Ур Маа толком не знал, что делает, вернее, не мог объяснить, для чего нужно каждое его действие. Верховный жрец Тота лишь следовал видению, посетившему его в часы ночных бдений. Как и прежде, они не обманули. То, что было предначертано, обнаружилось в каменоломне, а значит, и все остальное должно совершиться. Он отбросил полу белого шерстяного плаща и достал из холщовой сумки драгоценную находку, развернул тонкий, из мягкого прозрачного материала покров и вытащил необычайный, отменной работы кристаллический цветок. Он был наполнен светом, так что и в самой безлунной ночи сверкал ярче факела, лишь один из двадцати семи лепестков, короной украшавших высокий стебель, пылал и переливался цветом начищенной меди.
– Все будет так, как я видел, – прошептал жрец, и под его пальцами, скользящими по стеблю цвета зеленого турмалина, загораясь искорками, появлялись неведомые Ур Маа знаки. За годы долгого служения верховный жрец никогда не видел ничего подобного. Но он совершенно точно знал, что делает.

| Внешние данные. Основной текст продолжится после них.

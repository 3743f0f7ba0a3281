//! GitOps sync trigger.
//!
//! Right after a manifest is committed the GitOps controller may not have
//! picked up the application yet, and the platform answers the sync with
//! a 500 carrying [`NOT_VISIBLE_YET`]. That one response is retried on a
//! fixed interval; every other non-200 is final.

use std::sync::Arc;

use tokio_util::sync::CancellationToken;
use tracing::{info, warn};

use crate::clock::Clock;
use crate::error::{ControlError, ControlResult};
use crate::platform::{AppSyncRequest, PlatformClient};
use crate::remote::PollPolicy;
use crate::transport::ApiResponse;

/// Body fragment (matched case-insensitively) meaning the controller has
/// not seen the application yet.
pub const NOT_VISIBLE_YET: &str = "could not find any argocd applications";

const OPERATION: &str = "sync application";

/// How a sync response is handled.
#[derive(Debug, Clone, Copy, PartialEq, Eq)]
pub enum SyncResponse {
    /// Accepted.
    Accepted,
    /// The controller cannot see the application yet; retry.
    NotVisibleYet,
    /// Any other failure.
    Rejected,
}

impl SyncResponse {
    /// Classify a sync response.
    #[must_use]
    pub fn classify(response: &ApiResponse) -> Self {
        match response.status {
            200 => Self::Accepted,
            500 if response.text.to_lowercase().contains(NOT_VISIBLE_YET) => Self::NotVisibleYet,
            _ => Self::Rejected,
        }
    }
}

/// Sends sync requests, retrying while the application is not visible.
pub struct SyncTrigger {
    client: Arc<PlatformClient>,
    clock: Arc<dyn Clock>,
    policy: PollPolicy,
}

impl SyncTrigger {
    /// Create a trigger. `policy.max_attempts` bounds the retries.
    #[must_use]
    pub fn new(client: Arc<PlatformClient>, clock: Arc<dyn Clock>, policy: PollPolicy) -> Self {
        Self {
            client,
            clock,
            policy,
        }
    }

    /// Request a sync. Returns the number of requests sent.
    ///
    /// Attempt `n` is retried while `n <= max_attempts`, so a phrase that
    /// never clears costs `max_attempts + 1` requests before failing with
    /// [`ControlError::ResourceNotFoundYet`].
    pub async fn sync(
        &self,
        request: &AppSyncRequest,
        cancel: &CancellationToken,
    ) -> ControlResult<u32> {
        let mut attempt = 1;

        loop {
            if cancel.is_cancelled() {
                return Err(ControlError::cancelled(OPERATION));
            }

            let response = self.client.sync_application(request).await?;
            match SyncResponse::classify(&response) {
                SyncResponse::Accepted => {
                    info!(application = %request.application_name, attempt, "sync accepted");
                    return Ok(attempt);
                }
                SyncResponse::NotVisibleYet if attempt <= self.policy.max_attempts => {
                    warn!(
                        application = %request.application_name,
                        attempt,
                        max_attempts = self.policy.max_attempts,
                        "application not visible to controller yet, retrying"
                    );
                    tokio::select! {
                        () = cancel.cancelled() => return Err(ControlError::cancelled(OPERATION)),
                        () = self.clock.sleep(self.policy.interval) => {}
                    }
                    attempt += 1;
                }
                SyncResponse::NotVisibleYet => {
                    return Err(ControlError::ResourceNotFoundYet {
                        operation: OPERATION.to_owned(),
                        attempts: attempt,
                    });
                }
                SyncResponse::Rejected => return Err(ControlError::remote(OPERATION, &response)),
            }
        }
    }
}

impl std::fmt::Debug for SyncTrigger {
    fn fmt(&self, f: &mut std::fmt::Formatter<'_>) -> std::fmt::Result {
        f.debug_struct("SyncTrigger")
            .field("policy", &self.policy)
            .finish_non_exhaustive()
    }
}
//! Common test utilities for orchestration integration tests.

#![allow(dead_code)]

pub mod fixtures;

use std::collections::{HashMap, VecDeque};
use std::sync::{Arc, Mutex};

use async_trait::async_trait;
use meridian_control::{
    config::ControlConfig,
    transport::{ApiRequest, ApiResponse, HttpMethod, HttpTransport, TransportError},
    AllowListChecker, ManualClock, Orchestrator, PermissionChecker, PlatformClient,
};
use meridian_secrets::{BackendSecretGetter, MemorySecrets, SecretContext, SecretGetter};

pub const PLATFORM_BASE: &str = "https://platform.test/api";
pub const GITOPS_BASE: &str = "https://gitops.test/api";

/// One request the transport saw, with the base URL stripped.
#[derive(Debug, Clone)]
pub struct RecordedCall {
    pub method: HttpMethod,
    pub path: String,
    pub query: Vec<(String, String)>,
    pub body: Option<serde_json::Value>,
}

impl RecordedCall {
    /// `METHOD path`, for sequence assertions.
    pub fn label(&self) -> String {
        format!("{} {}", self.method, self.path)
    }
}

pub type Reply = Result<ApiResponse, TransportError>;

#[derive(Default)]
struct Routes {
    replies: HashMap<(HttpMethod, String), VecDeque<Reply>>,
    calls: Vec<RecordedCall>,
}

/// In-memory transport with scripted replies per route.
///
/// Each route holds a queue of replies. The last reply of a queue is
/// repeated once the others are used up. Unscripted routes answer 404.
#[derive(Clone, Default)]
pub struct ScriptedTransport {
    routes: Arc<Mutex<Routes>>,
}

impl ScriptedTransport {
    pub fn new() -> Self {
        Self::default()
    }

    /// Queue a reply for `method path`.
    pub fn reply(&self, method: HttpMethod, path: &str, reply: Reply) -> &Self {
        self.routes
            .lock()
            .unwrap()
            .replies
            .entry((method, path.to_owned()))
            .or_default()
            .push_back(reply);
        self
    }

    /// Replace every queued reply for `method path`.
    pub fn script(&self, method: HttpMethod, path: &str, replies: Vec<Reply>) -> &Self {
        self.routes
            .lock()
            .unwrap()
            .replies
            .insert((method, path.to_owned()), replies.into());
        self
    }

    /// Queue a status and body for `method path`.
    pub fn respond(&self, method: HttpMethod, path: &str, status: u16, body: &str) -> &Self {
        self.reply(method, path, Ok(ApiResponse::new(status, body)))
    }

    /// Every call so far.
    pub fn calls(&self) -> Vec<RecordedCall> {
        self.routes.lock().unwrap().calls.clone()
    }

    /// Labels of every call so far.
    pub fn labels(&self) -> Vec<String> {
        self.calls().iter().map(RecordedCall::label).collect()
    }

    /// Calls to one route.
    pub fn calls_to(&self, method: HttpMethod, path: &str) -> Vec<RecordedCall> {
        self.calls()
            .into_iter()
            .filter(|c| c.method == method && c.path == path)
            .collect()
    }
}

fn strip_base(url: &str) -> String {
    [PLATFORM_BASE, GITOPS_BASE]
        .iter()
        .find_map(|base| url.strip_prefix(base))
        .map_or_else(|| url.to_owned(), |rest| rest.trim_start_matches('/').to_owned())
}

#[async_trait]
impl HttpTransport for ScriptedTransport {
    async fn request(&self, request: ApiRequest) -> Result<ApiResponse, TransportError> {
        let path = strip_base(&request.url);
        let mut routes = self.routes.lock().unwrap();
        routes.calls.push(RecordedCall {
            method: request.method,
            path: path.clone(),
            query: request.query.clone(),
            body: request.body.clone(),
        });

        match routes.replies.get_mut(&(request.method, path)) {
            Some(queue) if queue.len() > 1 => queue.pop_front().unwrap(),
            Some(queue) => queue
                .front()
                .cloned()
                .unwrap_or_else(|| Ok(ApiResponse::new(404, "not scripted"))),
            None => Ok(ApiResponse::new(404, "not scripted")),
        }
    }
}

/// Config pointing at the scripted bases, with the default budgets.
pub fn test_config() -> ControlConfig {
    let mut config = ControlConfig::default();
    config.platform_api.base_url = PLATFORM_BASE.to_owned();
    config.gitops_api.base_url = GITOPS_BASE.to_owned();
    config
}

/// A secret getter backed by an in-memory store holding `name`.
pub fn token(name: &str) -> Arc<dyn SecretGetter> {
    let backend = Arc::new(MemorySecrets::with_global(name, "test-token"));
    Arc::new(BackendSecretGetter::new(backend, name, SecretContext::new()))
}

/// Orchestrator wired to a scripted transport and a manual clock.
pub struct TestOrchestrator {
    pub transport: ScriptedTransport,
    pub clock: ManualClock,
    pub client: Arc<PlatformClient>,
    pub orchestrator: Orchestrator,
}

impl TestOrchestrator {
    pub fn new() -> Self {
        Self::with_permissions(Arc::new(AllowListChecker::allow_all()))
    }

    pub fn with_permissions(permissions: Arc<dyn PermissionChecker>) -> Self {
        let config = test_config();
        let transport = ScriptedTransport::new();
        let clock = ManualClock::new();
        let client = Arc::new(PlatformClient::from_config(
            &config,
            Arc::new(transport.clone()),
            token(&config.platform_api.secret_name),
            token(&config.gitops_api.secret_name),
        ));
        let orchestrator = Orchestrator::new(
            Arc::clone(&client),
            config,
            Arc::new(clock.clone()),
            permissions,
        );

        Self {
            transport,
            clock,
            client,
            orchestrator,
        }
    }
}

impl Default for TestOrchestrator {
    fn default() -> Self {
        Self::new()
    }
}
//! Error types for secret retrieval.

use thiserror::Error;

/// Errors that can occur while resolving a secret.
#[derive(Debug, Error)]
pub enum SecretsError {
    /// Secret not found at any scope.
    #[error("secret not found: {name}")]
    NotFound {
        /// The name of the secret that was not found.
        name: String,
    },

    /// Backend not configured.
    #[error("secrets backend not configured")]
    NotConfigured,

    /// Unsupported backend type.
    #[error("unsupported secrets backend: {0}")]
    UnsupportedBackend(String),

    /// Configuration error.
    #[error("configuration error: {0}")]
    Configuration(String),

    /// Secret exists but holds no value.
    #[error("secret is empty: {name}")]
    Empty {
        /// The name of the empty secret.
        name: String,
    },
}

impl SecretsError {
    /// Create a not-found error for the named secret.
    #[must_use]
    pub fn not_found(name: impl Into<String>) -> Self {
        Self::NotFound { name: name.into() }
    }
}
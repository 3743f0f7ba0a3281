//! Configuration for meridian-control.

use std::path::Path;
use std::time::Duration;

use figment::providers::{Env, Format, Serialized, Toml};
use figment::Figment;
use meridian_secrets::SecretsConfig;
use serde::{Deserialize, Serialize};

use crate::error::{ControlError, ControlResult};
use crate::remote::PollPolicy;
use crate::types::{Environment, UnitKind};

/// Environment variable prefix for configuration overrides.
const ENV_PREFIX: &str = "MERIDIAN_";

/// Default configuration file name.
const DEFAULT_FILE: &str = "meridian.toml";

/// Top-level configuration.
#[derive(Debug, Clone, Serialize, Deserialize)]
pub struct ControlConfig {
    /// Platform API (provisioning, manifests, sync, builds).
    #[serde(default = "ApiConfig::platform")]
    pub platform_api: ApiConfig,

    /// GitOps controller API (application status).
    #[serde(default = "ApiConfig::gitops")]
    pub gitops_api: ApiConfig,

    /// Bounded poll used for build and health waits.
    #[serde(default)]
    pub poll: PollConfig,

    /// Sync retry budget.
    #[serde(default = "PollConfig::sync")]
    pub sync: PollConfig,

    /// Values identifying where units land.
    #[serde(default)]
    pub target: TargetConfig,

    /// Pinned chart versions.
    #[serde(default)]
    pub charts: ChartsConfig,

    /// Credential source.
    #[serde(default)]
    pub secrets: SecretsConfig,

    /// Permission allow-lists.
    #[serde(default)]
    pub authz: AuthzConfig,
}

impl ControlConfig {
    /// Load configuration from the default sources.
    ///
    /// Configuration is loaded in the following order (later sources override earlier):
    /// 1. Default values
    /// 2. `meridian.toml` in the current directory (if present)
    /// 3. Environment variables with `MERIDIAN_` prefix, nested with `__`
    pub fn load() -> ControlResult<Self> {
        Self::figment(Toml::file(DEFAULT_FILE))
    }

    /// Load configuration from a specific TOML file.
    pub fn from_file(path: impl AsRef<Path>) -> ControlResult<Self> {
        let path = path.as_ref();
        if !path.exists() {
            return Err(ControlError::Config(format!(
                "config file not found: {}",
                path.display()
            )));
        }
        Self::figment(Toml::file(path))
    }

    fn figment(file: figment::providers::Data<Toml>) -> ControlResult<Self> {
        let config: Self = Figment::from(Serialized::defaults(Self::default()))
            .merge(file)
            .merge(Env::prefixed(ENV_PREFIX).split("__"))
            .extract()
            .map_err(|e| ControlError::Config(e.to_string()))?;

        config.validate()?;
        Ok(config)
    }

    /// Reject settings that would make every run fail or hang.
    pub fn validate(&self) -> ControlResult<()> {
        for (section, api) in [
            ("platform_api", &self.platform_api),
            ("gitops_api", &self.gitops_api),
        ] {
            if api.base_url.trim().is_empty() {
                return Err(ControlError::Config(format!("{section}.base_url is empty")));
            }
            if api.max_attempts == 0 {
                return Err(ControlError::Config(format!(
                    "{section}.max_attempts must be at least 1"
                )));
            }
        }

        for (section, poll) in [("poll", &self.poll), ("sync", &self.sync)] {
            if poll.max_attempts == 0 || poll.interval_secs == 0 {
                return Err(ControlError::Config(format!(
                    "{section} needs a non-zero max_attempts and interval_secs"
                )));
            }
        }

        if self.target.platform.is_empty() {
            return Err(ControlError::Config("target.platform is empty".to_owned()));
        }

        Ok(())
    }
}

impl Default for ControlConfig {
    fn default() -> Self {
        Self {
            platform_api: ApiConfig::platform(),
            gitops_api: ApiConfig::gitops(),
            poll: PollConfig::default(),
            sync: PollConfig::sync(),
            target: TargetConfig::default(),
            charts: ChartsConfig::default(),
            secrets: SecretsConfig::default(),
            authz: AuthzConfig::default(),
        }
    }
}

/// Remote API configuration.
#[derive(Debug, Clone, Serialize, Deserialize)]
pub struct ApiConfig {
    /// Base URL; endpoint paths are joined onto it.
    pub base_url: String,

    /// Per-attempt request timeout in seconds.
    #[serde(default = "default_timeout_secs")]
    pub timeout_secs: u64,

    /// Total attempts when a request hits a read timeout.
    #[serde(default = "default_max_attempts")]
    pub max_attempts: u32,

    /// Name of the secret holding the API token.
    pub secret_name: String,
}

const fn default_timeout_secs() -> u64 {
    30
}

const fn default_max_attempts() -> u32 {
    3
}

impl ApiConfig {
    /// Defaults for the platform API.
    #[must_use]
    pub fn platform() -> Self {
        Self {
            base_url: "https://jetstreamapi.apps.stratos.prci.com/api/v1/stratos".to_owned(),
            timeout_secs: default_timeout_secs(),
            max_attempts: default_max_attempts(),
            secret_name: "PLATFORM_API_TOKEN".to_owned(),
        }
    }

    /// Defaults for the GitOps controller API.
    #[must_use]
    pub fn gitops() -> Self {
        Self {
            base_url: "https://argocd.mgmt.stratos.prci.com/api/v1".to_owned(),
            timeout_secs: 15,
            max_attempts: default_max_attempts(),
            secret_name: "GITOPS_API_TOKEN".to_owned(),
        }
    }

    /// Request timeout as a duration.
    #[must_use]
    pub const fn timeout(&self) -> Duration {
        Duration::from_secs(self.timeout_secs)
    }
}

impl Default for ApiConfig {
    fn default() -> Self {
        Self::platform()
    }
}

/// Attempt budget with a fixed wait between attempts.
#[derive(Debug, Clone, Copy, PartialEq, Eq, Serialize, Deserialize)]
pub struct PollConfig {
    /// Maximum attempts.
    #[serde(default = "default_poll_attempts")]
    pub max_attempts: u32,

    /// Seconds between attempts.
    #[serde(default = "default_interval_secs")]
    pub interval_secs: u64,
}

const fn default_poll_attempts() -> u32 {
    30
}

const fn default_interval_secs() -> u64 {
    60
}

impl PollConfig {
    /// Defaults for the sync retry loop: 12 attempts, one minute apart.
    #[must_use]
    pub const fn sync() -> Self {
        Self {
            max_attempts: 12,
            interval_secs: default_interval_secs(),
        }
    }

    /// Convert into a poll policy.
    #[must_use]
    pub const fn policy(&self) -> PollPolicy {
        PollPolicy::new(self.max_attempts, Duration::from_secs(self.interval_secs))
    }
}

impl Default for PollConfig {
    fn default() -> Self {
        Self {
            max_attempts: default_poll_attempts(),
            interval_secs: default_interval_secs(),
        }
    }
}

/// Values that identify where units land on the platform.
#[derive(Debug, Clone, Serialize, Deserialize)]
pub struct TargetConfig {
    /// Platform name.
    #[serde(default = "default_platform")]
    pub platform: String,

    /// Cluster type units are deployed to.
    #[serde(default = "default_cluster_type")]
    pub cluster_type: String,

    /// Cloud account that owns created namespaces.
    #[serde(default = "default_account_id")]
    pub account_id: String,

    /// Container registry host used in image paths.
    #[serde(default = "default_registry")]
    pub registry: String,

    /// Cluster types an application owner may deploy to.
    #[serde(default = "default_allowed_cluster_types")]
    pub allowed_cluster_types: Vec<String>,

    /// Pipeline ingress host. `{environment}` is substituted.
    #[serde(default = "default_ingress_host")]
    pub ingress_host: String,
}

fn default_platform() -> String {
    "eds".to_owned()
}

fn default_cluster_type() -> String {
    "blacklodge".to_owned()
}

fn default_account_id() -> String {
    "111111".to_owned()
}

fn default_registry() -> String {
    "artifactory.example.com".to_owned()
}

fn default_allowed_cluster_types() -> Vec<String> {
    vec![default_cluster_type()]
}

fn default_ingress_host() -> String {
    "pipelines-{environment}.apps.example.com".to_owned()
}

impl TargetConfig {
    /// Ingress host for an environment.
    #[must_use]
    pub fn ingress_host(&self, environment: Environment) -> String {
        self.ingress_host.replace("{environment}", environment.as_str())
    }
}

impl Default for TargetConfig {
    fn default() -> Self {
        Self {
            platform: default_platform(),
            cluster_type: default_cluster_type(),
            account_id: default_account_id(),
            registry: default_registry(),
            allowed_cluster_types: default_allowed_cluster_types(),
            ingress_host: default_ingress_host(),
        }
    }
}

/// A chart pinned by name and version.
#[derive(Debug, Clone, PartialEq, Eq, Serialize, Deserialize)]
pub struct ChartPin {
    /// Chart name in the repository.
    pub name: String,
    /// Chart version.
    pub version: String,
}

impl ChartPin {
    fn new(name: &str, version: &str) -> Self {
        Self {
            name: name.to_owned(),
            version: version.to_owned(),
        }
    }
}

/// Chart repository and per-kind pins.
#[derive(Debug, Clone, Serialize, Deserialize)]
pub struct ChartsConfig {
    /// Helm repository URL.
    #[serde(default = "default_chart_repository")]
    pub repository: String,

    /// Chart for pipeline units.
    #[serde(default = "default_pipeline_chart")]
    pub pipeline: ChartPin,

    /// Chart for alias units.
    #[serde(default = "default_alias_chart")]
    pub alias: ChartPin,

    /// Chart for namespace units.
    #[serde(default = "default_namespace_chart")]
    pub namespace: ChartPin,
}

fn default_chart_repository() -> String {
    "https://charts.example.com/helm".to_owned()
}

fn default_pipeline_chart() -> ChartPin {
    ChartPin::new("pipeline", "0.3.25")
}

fn default_alias_chart() -> ChartPin {
    ChartPin::new("alias", "0.2.8")
}

fn default_namespace_chart() -> ChartPin {
    ChartPin::new("namespace", "0.1.1")
}

impl ChartsConfig {
    /// The pinned chart for a unit kind.
    #[must_use]
    pub const fn pin(&self, kind: UnitKind) -> &ChartPin {
        match kind {
            UnitKind::Pipeline => &self.pipeline,
            UnitKind::Alias => &self.alias,
            UnitKind::Namespace => &self.namespace,
        }
    }
}

impl Default for ChartsConfig {
    fn default() -> Self {
        Self {
            repository: default_chart_repository(),
            pipeline: default_pipeline_chart(),
            alias: default_alias_chart(),
            namespace: default_namespace_chart(),
        }
    }
}

/// Allow-lists for the permission gate. Empty lists allow everyone.
#[derive(Debug, Clone, Default, Serialize, Deserialize)]
pub struct AuthzConfig {
    /// Teams allowed to deploy.
    #[serde(default)]
    pub allowed_teams: Vec<String>,

    /// Users allowed to deploy.
    #[serde(default)]
    pub allowed_users: Vec<String>,
}
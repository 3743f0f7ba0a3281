//! Fixtures: definitions, teams, requests and scripted platform states.

use meridian_control::{
    platform::endpoints,
    transport::HttpMethod,
    unit::{PipelineDefinition, Team, UnitSet},
    DeployScope, DeploymentRequest, Environment,
};

use super::{test_config, ScriptedTransport};

pub const SYNC_NOT_VISIBLE: &str =
    r#"{"detail":"Could not find any ArgoCD Applications matching demo-1-3"}"#;

/// Builder for pipeline definitions.
pub struct DefinitionBuilder {
    name: String,
    version: String,
    aliases: Vec<(String, String)>,
}

impl DefinitionBuilder {
    /// A pipeline called `name` at `version`.
    pub fn new(name: &str, version: &str) -> Self {
        Self {
            name: name.to_owned(),
            version: version.to_owned(),
            aliases: vec![],
        }
    }

    /// Adds an alias.
    pub fn with_alias(mut self, alias: &str, version: &str) -> Self {
        self.aliases.push((alias.to_owned(), version.to_owned()));
        self
    }

    /// Builds the definition.
    pub fn build(self) -> PipelineDefinition {
        let mut text = format!(
            "[pipeline]\nname = \"{}\"\nversion = \"{}\"\ngit_repo_url = \"https://git.example.com/team-a/{}\"\n",
            self.name, self.version, self.name
        );
        for (alias, version) in &self.aliases {
            text.push_str(&format!(
                "\n[[alias]]\nalias_name = \"{alias}\"\nversion_number = \"{version}\"\n"
            ));
        }
        PipelineDefinition::from_toml(&text).unwrap()
    }
}

/// The `team-a` team deploying into namespace `team-a`.
pub fn team_a() -> Team {
    Team::new("team-a", "team-a")
}

/// Units for `definition` deployed by team-a to nonprod.
pub fn units(definition: &PipelineDefinition) -> UnitSet {
    UnitSet::resolve(definition, team_a(), Environment::Nonprod, &test_config())
}

/// A run for team-a in nonprod.
pub fn request(definition: PipelineDefinition) -> DeploymentRequest {
    DeploymentRequest {
        definition,
        team: team_a(),
        environment: Environment::Nonprod,
        user: "alice".to_owned(),
        scope: DeployScope::All,
    }
}

/// Script a platform where nothing exists yet and every create succeeds.
pub fn fresh_platform(transport: &ScriptedTransport) {
    transport
        .respond(HttpMethod::Post, endpoints::NAMESPACE, 200, "{}")
        .respond(HttpMethod::Get, endpoints::PROJECTS, 200, "[]")
        .respond(HttpMethod::Post, endpoints::PROJECTS, 200, "{}")
        .respond(HttpMethod::Get, endpoints::APPLICATION_OWNER, 500, "not found")
        .respond(HttpMethod::Post, endpoints::APP_OWNERS, 200, "{}")
        .respond(HttpMethod::Post, endpoints::CHART_AND_VALUES, 200, "{}")
        .respond(HttpMethod::Post, endpoints::CHART_ONLY, 200, "{}")
        .respond(HttpMethod::Post, endpoints::APP_SYNC, 200, "{}");
}

/// Script a platform where the project and application owners exist.
pub fn provisioned_platform(transport: &ScriptedTransport) {
    transport
        .respond(HttpMethod::Post, endpoints::NAMESPACE, 200, "{}")
        .respond(
            HttpMethod::Get,
            endpoints::PROJECTS,
            200,
            r#"["eds-team-a-nonprod","eds-team-b-nonprod"]"#,
        )
        .respond(HttpMethod::Get, endpoints::APPLICATION_OWNER, 200, "{}")
        .respond(HttpMethod::Post, endpoints::CHART_AND_VALUES, 200, "{}")
        .respond(HttpMethod::Post, endpoints::CHART_ONLY, 200, "{}")
        .respond(HttpMethod::Post, endpoints::APP_SYNC, 200, "{}");
}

Он стоял. Тонкая черная струйка крошечной змейкой начала выползать из приоткрытых губ девушки. Ур Маа глядел, безмолвствуя, ликуя в душе, что бог, пославший ему видение, дал силы одолеть смертельный недуг, дал силы успеть отвратить то, что казалось неминуемым. Наконец лепесток, прежде сиявший, вдруг начал тускнеть и терять цвет. А волосы Асо, черные, будто вороново крыло, вдруг стали рыжими, словно голова ее была объята пламенем.
В тот самый миг, когда лепесток окончательно погас, Асо вдруг открыла глаза, слабым голосом, явно не узнавая верховного жреца Тота, прошептала:
– Я долго спала?
Ур Маа с невольным восхищением молча взирал на красавицу. Она была так же несравненно хороша, как и прежде, только рыжие волосы и крошечная складка у губ, делавшая ее чуть старше своих лет, говорили, что свершилось чудо.
– Я долго спала? – повторила Асо, поднимаясь и глядя в отполированную серебряную пластину зеркала.
– Нет, Лауэия, – наконец ответил жрец, казалось, совсем не удивляясь, что принцесса никак не реагирует на странное изменение цвета волос. «А что, если…»
Он не успел додумать, как в комнату ворвался Ба-Ка с диким воплем:
– Она жива, жива! – Он чуть осекся, увидев изменившуюся Асо, однако тут же завопил снова: – Ра явил ей свою милость – лучи солнца в ее волосах!
– Это чудо, – выдавливая из себя слова, проговорил фараон, стараясь казаться не менее обрадованным, чем его брат, бросившийся обнимать любимую дочь. – Проси любой награды!
– Я выскажу тебе свою просьбу наедине, о повелитель, – промолвил жрец Тота. – Полагаю, она не обременит тебя.
– Я тоже на это надеюсь, – тихо проговорил живой бог, отворачиваясь и будто теряя интерес к происходящему. – А Асхотена, – он насмешливо глянул на давнего недруга, – в темницу! Завтра жрецы решат его участь.